If Sony's entry-level was any more expensive, a lot of consumers would start to see the Series S as a very attractive option even if there's some uncertainty about its lifespan; a chance to try out the Xbox ecosystem and get a taste of the next generation, all the while keeping a toe in Sony's waters with the still-relevant PS4 or PS4 Pro. With the price differential kept to $100, though, that appeal is diminished and the status of the digital-only PS5 as a cost-effective "real" next-gen system is one that Sony will no doubt push hard in the coming months.
That situation is perhaps a microcosm for everything about Sony's announcement -- an overriding sense that it has done enough, executed effectively enough, to stave off the competition. If that sounds like damning with faint praise, well, there's an element of that for sure. In the broader strokes of Sony's announcement event you could almost see a glimpse of the launch plan they wish they had, the one laden with heavy-hitting software from the world-class studio line-up that is by far the company's strongest competitive advantage, but 2020 has been what it's been and neither company's console launch has escaped unscathed.
For the first time in decades, we're about to enter a console battle that is truly wide-open from the outset
They're both having to launch systems that are leaning heavily on a combination of the promise of access to last generation's software and third-party cross-platform games. While that's robbed Microsoft of a Halo launch title, Sony's launch plans are no less scarred; the gaps are obvious even if the company's decision to play its cards close to its chest earlier in the process makes it less clear what's missing.
Given the circumstances, it's worth noting that rather than faint praise, Sony's ability to smoothly execute even a somewhat diminished PS5 launch event really deserves huge plaudits. It's not exactly what the company would have wanted or planned for, but it's enormously impressive just how solid and well-executed this launch is turning out to be in the face of an incredibly tough and disruptive year.
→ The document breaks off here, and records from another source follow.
//! Driver answers must match a brute-force all-paths oracle on graphs
//! small enough to enumerate.

use conformance_tests::{disconnected, fixtures};
use pathwise_engine::driver::{flood_costs, shortest_path, Outcome};
use pathwise_engine::policy::SearchPolicy;

#[test]
fn driver_agrees_with_brute_force_on_every_fixture() {
    for fixture in fixtures() {
        let oracle = fixture
            .graph
            .brute_force_cheapest(fixture.start, fixture.goal)
            .unwrap_or_else(|| panic!("fixture {} should be solvable", fixture.name));
        let run = shortest_path(
            &fixture.graph.toward(fixture.goal),
            &[fixture.start],
            &SearchPolicy::default(),
        )
        .unwrap();
        let solution = run
            .outcome
            .solution()
            .unwrap_or_else(|| panic!("fixture {} should solve", fixture.name));
        assert_eq!(solution.cost, oracle, "wrong cost on fixture {}", fixture.name);
    }
}

#[test]
fn corridor_costs_five() {
    let suite = fixtures();
    let fixture = &suite[0];
    assert_eq!(fixture.name, "corridor");
    let run = shortest_path(
        &fixture.graph.toward(fixture.goal),
        &[fixture.start],
        &SearchPolicy::default(),
    )
    .unwrap();
    assert_eq!(run.outcome.solution().unwrap().cost, 5);
}

#[test]
fn shorter_of_two_routes_wins() {
    let suite = fixtures();
    let fixture = &suite[1];
    assert_eq!(fixture.name, "two_routes");
    let run = shortest_path(
        &fixture.graph.toward(fixture.goal),
        &[fixture.start],
        &SearchPolicy::default(),
    )
    .unwrap();
    let solution = run.outcome.solution().unwrap();
    assert_eq!(solution.cost, 3, "the three-step route must win over the five-step one");
    assert_eq!(solution.path, vec![0, 5, 7, 6]);
}

#[test]
fn disconnected_goal_exhausts_with_finite_stats() {
    let fixture = disconnected();
    let run = shortest_path(
        &fixture.graph.toward(fixture.goal),
        &[fixture.start],
        &SearchPolicy::default(),
    )
    .unwrap();
    assert_eq!(run.outcome, Outcome::Exhausted);
    assert!(run.stats.expansions <= 4, "tiny component must stay tiny");
}

#[test]
fn flood_covers_exactly_the_reachable_component() {
    let fixture = disconnected();
    let flood = flood_costs(
        &fixture.graph.toward(fixture.goal),
        &[fixture.start],
        &SearchPolicy::default(),
    )
    .unwrap();
    // Only nodes 0 and 1 are reachable from the start.
    assert_eq!(flood.costs, vec![(0, 0), (1, 1)]);
    assert_eq!(flood.truncated, None);
}

#[test]
fn paths_replay_their_reported_cost() {
    // The reconstructed path must itself cost what the driver claims.
    for fixture in fixtures() {
        let run = shortest_path(
            &fixture.graph.toward(fixture.goal),
            &[fixture.start],
            &SearchPolicy::default(),
        )
        .unwrap();
        let solution = run.outcome.solution().unwrap();

        let mut replayed = 0;
        for pair in solution.path.windows(2) {
            let cost = fixture
                .graph
                .edges(pair[0])
                .iter()
                .filter(|&&(to, _)| to == pair[1])
                .map(|&(_, cost)| cost)
                .min()
                .unwrap_or_else(|| panic!("path edge {}→{} missing", pair[0], pair[1]));
            replayed += cost;
        }
        assert_eq!(replayed, solution.cost, "fixture {}", fixture.name);
    }
}
//! Pathwise engine: deterministic best-first search over caller-defined
//! state spaces.
//!
//! This crate is the reusable core that the puzzle worlds instantiate. It
//! knows nothing about grids, valves, or robots — domains plug in through
//! the [`space::SearchSpace`] contract and get back plain values.
//!
//! # Crate dependency graph
//!
//! ```text
//! pathwise_engine  ←  pathwise_worlds  ←  conformance-tests, benchmarks
//! (drivers, frontier)  (grids, graphs,      (properties, goldens,
//!                       blueprints)          criterion)
//! ```
//!
//! # Key pieces
//!
//! - [`space::SearchSpace`] — the domain contract: states, canonical keys,
//!   successor generation, goal predicate, cost estimates
//! - [`driver`] — the three search operations: [`driver::shortest_path`],
//!   [`driver::flood_costs`], [`driver::best_terminal`]
//! - [`frontier::Frontier`] — min-heap with lazy deletion and a high-water mark
//! - [`visited::Visited`] — canonical-key → best-cost dedup map
//! - [`policy::SearchPolicy`] — per-invocation budgets, validated pre-flight
//! - [`trace::Observer`] — expansion/goal hooks, decoupled from control flow
//! - [`report`] — JSON rendering of a finished run for inspection and goldens

#![forbid(unsafe_code)]

pub mod digest;
pub mod driver;
pub mod error;
pub mod frontier;
pub mod node;
pub mod policy;
pub mod report;
pub mod space;
pub mod trace;
pub mod visited;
That goes for Microsoft's efforts, too; I've noted in the past that this generation's console launches have been marked, thus far, by the total lack of any major missteps from either Sony or Microsoft. Where the past two generations were essentially decided from the outset by one or the other company tripping over its own feet before the hardware even arrived in stores, this time around both companies have been smart and professional, avoiding all unforced errors and going through the launch process with a minimum of problems even despite everything the year has thrown at them.
With the pricing and launch dates nailed down, and pre-orders opening up, this pattern has continued. The impact of the Xbox Series S, of Microsoft's focus on Game Pass, and Sony's stepping up with a significant expansion of PlayStation Plus functionality, and of the overall divergence in the strategies articulated by both firms all remain to be seen, but at this moment in time, both the Xbox Series X/S and PS5 are viable, attractive, well-positioned consoles.
Sony enters the race with a stronger hand simply due to the inertia of the PS4, but Microsoft's willingness to innovate around the console business model more broadly could erode that lead very quickly if consumers warm to the idea. By the end of the year, millions of consumers around the world will have voted with their wallets; for the first time in decades, we're about to enter into a console battle where the field is truly wide-open from the outset.